Over the past years, many jurisdictions, such as the Netherlands, Germany, and the UK, have tightened gambling rules, introducing deposit limits, advertising bans, affordability checks, or mandatory breaks.
These measures, designed to protect players, have sometimes had an unexpected side effect: they’ve also made licensed platforms less attractive.
When regulation becomes too burdensome, many don’t stop gambling—they just look elsewhere.
Mr Kevin O’Neill, General Manager at the in Malta, explained to SiGMA News: “Players need to be educated about all the risks associated with the unregulated market. The attraction of fewer restrictions and better payouts is overshadowed by risks such as manipulated games or odds and lack of legal recourse for disputes—on top of a much greater exposure to gambling harm due to the lack of responsible gaming tools.“
In October 2024, the Netherlands introduced affordability checks and monthly caps. Following that decision, in the final quarter of the year, online gambling revenue dropped 12.3 per cent. To some, the decline suggests legal operators relied too heavily on high-spending problem gamblers. Others see it as evidence of players migrating to offshore gambling sites to dodge new rules.
Offshore platforms, often polished and promotion-heavy, attract users with fewer restrictions, higher payouts, and anonymity. Because they fall outside national oversight, they expose players to greater risks: fraud, addiction, and no legal recourse in disputes.
Black market operators are not subject to taxes and, overall, do not have to deal with the regulations that pressure legal operators. Unfair competition, however, extends beyond this. When advertising restrictions are in place, licensed operators argue that they struggle to communicate the safeguards they offer to players and to promote their brand, making it harder for players to know which platforms they can trust.
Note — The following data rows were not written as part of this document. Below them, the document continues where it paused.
use costarpath_core::{GraphStore, LoadError, load_dataset_with_report};
use indicatif::{ProgressBar, ProgressStyle};
use std::{error::Error, path::PathBuf, time::Duration};
use tracing::debug;

pub struct CostarPathApp {
    pub data_dir: PathBuf,
}

impl CostarPathApp {
    pub fn new(data_dir: PathBuf) -> Result<Self, Box<dyn Error>> {
        if !data_dir.is_dir() {
            return Err(format!("Data path does not exist: {:?}", data_dir).into());
        }
        Ok(Self { data_dir })
    }

    pub fn load_data(&self, show_progress: bool) -> Result<GraphStore, LoadError> {
        let spinner = show_progress.then(|| {
            let spinner = ProgressBar::new_spinner();
            if let Ok(style) = ProgressStyle::with_template("{spinner:.green} {msg}") {
                spinner.set_style(style);
            }
            spinner.set_message(format!("Loading data from {}...", self.data_dir.display()));
            spinner.enable_steady_tick(Duration::from_millis(100));
            spinner
        });

        let loaded = load_dataset_with_report(&self.data_dir);

        if let Some(spinner) = spinner {
            spinner.finish_and_clear();
        }

        let (store, report) = loaded?;
        debug!(?report, "load report");
        Ok(store)
    }
}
A recent survey from the Swedish gambling regulator, Spelinspektionen, seems to support this concern. According to the study, 72% of respondents admitted that they were unable to tell whether a platform was licensed or not.
Mr O’Neill explained that “while licensed operators are held to high standards of transparency, fairness, and player protection, black market platforms often operate under the radar, making it difficult for players to differentiate between legal and illegal options. Regulators need to prioritise consumer education, making it clearer to players how to identify trustworthy platforms and the risks involved in unregulated gambling. This could help mitigate the attraction of the black market and ensure that safer, legal alternatives are more accessible and visible to consumers.“
Advocates for stricter controls insist that concerns over black market growth should not stall protections. The solution, however, may not lie in blanket restrictions but in smarter regulation. More operators are now using AI to flag risky behaviour and intervene early, without disturbing casual users.
Countries like Sweden are also embracing “channelisation targets,” aiming to keep most gambling within licensed ecosystems. Sweden’s goal is 90 per cent channelisation, and it tracks its progress with quarterly reports.
For regulators, the goal shouldn’t be a choice between safety and profitability. Instead, they should focus on building regulatory frameworks that encourage both. That means partnering with responsible operators, focusing enforcement on bad actors, and making licensed platforms both safe and appealing.
“By encouraging innovation in regulatory frameworks, such as integrating AI-driven tools for early intervention and setting realistic channelisation targets, we can create a system where safety and profitability aren’t mutually exclusive. Only then can we hope for a sustainable future where legal operators thrive, players are fully protected, and the black market loses its appeal,” concluded O’Neill.